Friday, November 15, 2013

What the Philippines Victims Need Most at This Point

Bloated corpses still lie amid the rubble. Tens of thousands of people are clamoring for food, clothing and shelter. Hundreds of villages remain effectively cut off from the outside world

At such a moment, it may seem insensitive, or at least overly technocratic, to emphasize the need for rewriting building codes or replanting coastal mangrove forests. Yet now is precisely the time to focus not just on relief but also on rebuilding.

It is a truism in the aid community that the key after any natural disaster is to “build back better.” A country such as the Philippines — which suffers 20 typhoons a year, not to mention earthquakes, floods and landslides — cannot reduce its physical exposure to such risks, only its vulnerability. In the aftermath of such a tragedy, it only makes sense to prepare better for the next one — to build stronger homes, on higher land, with better early warning systems and evacuation routes.

Too often, though, by the time the focus turns to long-term reconstruction, money and political will have dissipated. New homes are slapped together in the rush to relocate victims out of tent shelters. Politicians lose interest in projects that promise little immediate payoff, such as restoring those mangrove forests to help protect against storm surges.

The only way to “build back better” is to start laying the groundwork now, when the world’s attention is fixed and sympathy is at its peak. This is the time for national leaders to revise building codes — as Japan does after every major disaster — so that new construction can withstand future megastorms.

Philippine President Benigno Aquino has been pushing a $9 billion program of infrastructure projects since 2010, with little to show for it: Only one of them (out of 47) is anywhere near completion. Clearing roadblocks to those projects would help attract new investment for roads, bridges, hospitals and evacuation centers. Improving coastal defenses and rethinking land-use planning can help protect vulnerable low-lying areas.

In some ways, this question of recovery is distinct from the task of relief. For that reason, Philippine authorities might want to look at appointing an independent body dedicated solely to such long-term questions, as Indonesia did in hard-hit Aceh after the 2004 tsunami.

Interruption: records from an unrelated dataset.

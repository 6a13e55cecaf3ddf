//! Debug HTTP surface
//!
//! A small read-only HTTP/1.1 responder for the debug tracker's queries,
//! plus an endpoint to trigger one synthetic feed batch. One request per
//! connection; every body is JSON.
//!
//! - `GET /debug/interactions?limit&componentId&operation&since`
//! - `GET /debug/stats`
//! - `GET /debug/overview`
//! - `GET /debug/timeline?minutes`
//! - `GET|POST /feed`

use std::sync::Arc;

use serde::Serialize;
use serde_json::{Value, json};
use tokio::io::{AsyncReadExt, AsyncWriteExt};
use tokio::net::{TcpListener, TcpStream};
use tracing::{debug, info, warn};
use tungstenite::http::StatusCode;
use url::Url;

use crate::debug::query::DEFAULT_TIMELINE_MINUTES;
use crate::debug::{InteractionQuery, Operation, TrackerHandle};
use crate::ingest::{IngestQueue, SharedFeed, feed};
use crate::utils::Result;

const MAX_HEAD_BYTES: usize = 8 * 1024;
const MAX_HEADERS: usize = 32;

/// A response ready to be written.
#[derive(Debug, Clone, PartialEq)]
pub struct Reply {
    pub status: StatusCode,
    pub body: Value,
}

impl Reply {
    fn ok(body: impl Serialize) -> Self {
        match serde_json::to_value(body) {
            Ok(body) => Self {
                status: StatusCode::OK,
                body,
            },
            Err(e) => Self::error(StatusCode::INTERNAL_SERVER_ERROR, e),
        }
    }

    fn error(status: StatusCode, message: impl ToString) -> Self {
        Self {
            status,
            body: json!({ "error": message.to_string() }),
        }
    }

    fn to_http(&self) -> String {
        let body = self.body.to_string();
        format!(
            "HTTP/1.1 {} {}\r\nContent-Type: application/json\r\nContent-Length: {}\r\nConnection: close\r\n\r\n{}",
            self.status.as_u16(),
            self.status.canonical_reason().unwrap_or(""),
            body.len(),
            body
        )
    }
}

/// The synthetic feed and the queue its batches go into.
#[derive(Clone)]
pub struct FeedControl {
    pub feed: SharedFeed,
    pub queue: IngestQueue,
}

#[derive(Clone, Default)]
pub struct DebugApi {
    tracker: Option<TrackerHandle>,
    feed: Option<FeedControl>,
}

impl DebugApi {
    pub fn new(tracker: Option<TrackerHandle>, feed: Option<FeedControl>) -> Self {
        Self { tracker, feed }
    }

    /// Answers one request. `target` is the request-target, path plus query.
    pub async fn route(&self, method: &str, target: &str) -> Reply {
        let url = match Url::parse("http://localhost").and_then(|base| base.join(target)) {
            Ok(url) => url,
            Err(e) => return Reply::error(StatusCode::BAD_REQUEST, e),
        };

        match (method, url.path()) {
            ("GET", "/debug/interactions") => match parse_interaction_query(&url) {
                Ok(query) => self.with_tracker(|t| async move { t.interactions(query).await.map(Reply::ok) }).await,
                Err(e) => Reply::error(StatusCode::BAD_REQUEST, e),
            },
            ("GET", "/debug/stats") => {
                self.with_tracker(|t| async move { t.stats().await.map(Reply::ok) }).await
            }
            ("GET", "/debug/overview") => {
                self.with_tracker(|t| async move { t.overview().await.map(Reply::ok) }).await
            }
            ("GET", "/debug/timeline") => match parse_minutes(&url) {
                Ok(minutes) => {
                    self.with_tracker(|t| async move { t.timeline(minutes).await.map(Reply::ok) })
                        .await
                }
                Err(e) => Reply::error(StatusCode::BAD_REQUEST, e),
            },
            ("GET" | "POST", "/feed") => self.generate_feed().await,
            (_, "/debug/interactions" | "/debug/stats" | "/debug/overview" | "/debug/timeline" | "/feed") => {
                Reply::error(StatusCode::METHOD_NOT_ALLOWED, format!("{method} not allowed"))
            }
            (_, path) => Reply::error(StatusCode::NOT_FOUND, format!("no route for {path}")),
        }
    }

    async fn with_tracker<F, Fut>(&self, query: F) -> Reply
    where
        F: FnOnce(TrackerHandle) -> Fut,
        Fut: Future<Output = Result<Reply>>,
    {
        let Some(tracker) = self.tracker.clone() else {
            return Reply::error(StatusCode::SERVICE_UNAVAILABLE, "debug tracking is disabled");
        };
        match query(tracker).await {
            Ok(reply) => reply,
            Err(e) => Reply::error(StatusCode::SERVICE_UNAVAILABLE, e),
        }
    }

    async fn generate_feed(&self) -> Reply {
        let Some(control) = &self.feed else {
            return Reply::error(StatusCode::SERVICE_UNAVAILABLE, "feed is not available");
        };
        match feed::generate(&control.feed, &control.queue).await {
            Ok(enqueued) => Reply::ok(json!({
                "enqueued": enqueued,
                "ingest": control.queue.stats(),
            })),
            Err(e) => Reply::error(StatusCode::SERVICE_UNAVAILABLE, e),
        }
    }
}

fn query_param(url: &Url, name: &str) -> Option<String> {
    url.query_pairs()
        .find(|(key, _)| key == name)
        .map(|(_, value)| value.into_owned())
}

fn parse_param<T: std::str::FromStr>(url: &Url, name: &str) -> std::result::Result<Option<T>, String> {
    match query_param(url, name) {
        Some(raw) => raw
            .parse()
            .map(Some)
            .map_err(|_| format!("invalid {name}: '{raw}'")),
        None => Ok(None),
    }
}

pub fn parse_interaction_query(url: &Url) -> std::result::Result<InteractionQuery, String> {
    let operation = match query_param(url, "operation") {
        Some(raw) => Some(raw.parse::<Operation>()?),
        None => None,
    };
    Ok(InteractionQuery {
        limit: parse_param(url, "limit")?,
        component_id: query_param(url, "componentId"),
        operation,
        since: parse_param(url, "since")?,
    })
}

fn parse_minutes(url: &Url) -> std::result::Result<u32, String> {
    Ok(parse_param(url, "minutes")?.unwrap_or(DEFAULT_TIMELINE_MINUTES))
}

/// Binds `addr` and serves the debug API.
pub async fn start_debug_server(addr: &str, api: Arc<DebugApi>) -> Result<()> {
    let listener = TcpListener::bind(addr).await?;
    info!("debug API listening on http://{addr}/debug");
    serve(listener, api).await;
    Ok(())
}

pub async fn serve(listener: TcpListener, api: Arc<DebugApi>) {
    loop {
        match listener.accept().await {
            Ok((stream, peer)) => {
                let api = api.clone();
                tokio::spawn(async move {
                    if let Err(e) = handle_request(stream, &api).await {
                        debug!(%peer, "debug request failed: {e}");
                    }
                });
            }
            Err(e) => warn!("accept failed: {e}"),
        }
    }
}

/// Method and request-target, once the head is complete.
fn parse_head(buf: &[u8]) -> std::result::Result<Option<(String, String)>, httparse::Error> {
    let mut headers = [httparse::EMPTY_HEADER; MAX_HEADERS];
    let mut request = httparse::Request::new(&mut headers);
    match request.parse(buf)? {
        httparse::Status::Complete(_) => Ok(Some((
            request.method.unwrap_or_default().to_string(),
            request.path.unwrap_or("/").to_string(),
        ))),
        httparse::Status::Partial => Ok(None),
    }
}

async fn handle_request(mut stream: TcpStream, api: &DebugApi) -> Result<()> {
    let mut buf = Vec::with_capacity(1024);
    let mut chunk = [0u8; 1024];

    let reply = loop {
        let read = stream.read(&mut chunk).await?;
        if read == 0 {
            return Ok(());
        }
        buf.extend_from_slice(&chunk[..read]);
        match parse_head(&buf) {
            Ok(Some((method, target))) => {
                debug!(%method, %target, "debug request");
                break api.route(&method, &target).await;
            }
            Ok(None) if buf.len() < MAX_HEAD_BYTES => continue,
            Ok(None) => break Reply::error(StatusCode::BAD_REQUEST, "request head too large"),
            Err(e) => break Reply::error(StatusCode::BAD_REQUEST, e),
        }
    };

    stream.write_all(reply.to_http().as_bytes()).await?;
    stream.shutdown().await?;
    Ok(())
}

Such an organization could propose ways to reduce the risk associated with future storms and quakes: offering tax incentives for disaster victims to move to less-exposed areas, for example, or dispensing disaster aid on the condition that recipients participate in programs that help them survive future storms.

Relief efforts and recovery assistance are not mutually exclusive, of course; aid groups and governments can strive toward both goals at once.

What’s more, in at least one sense, they are inextricably linked: For most victims of natural disasters, in the Philippines and elsewhere, the prospect of recovery is itself a kind of relief.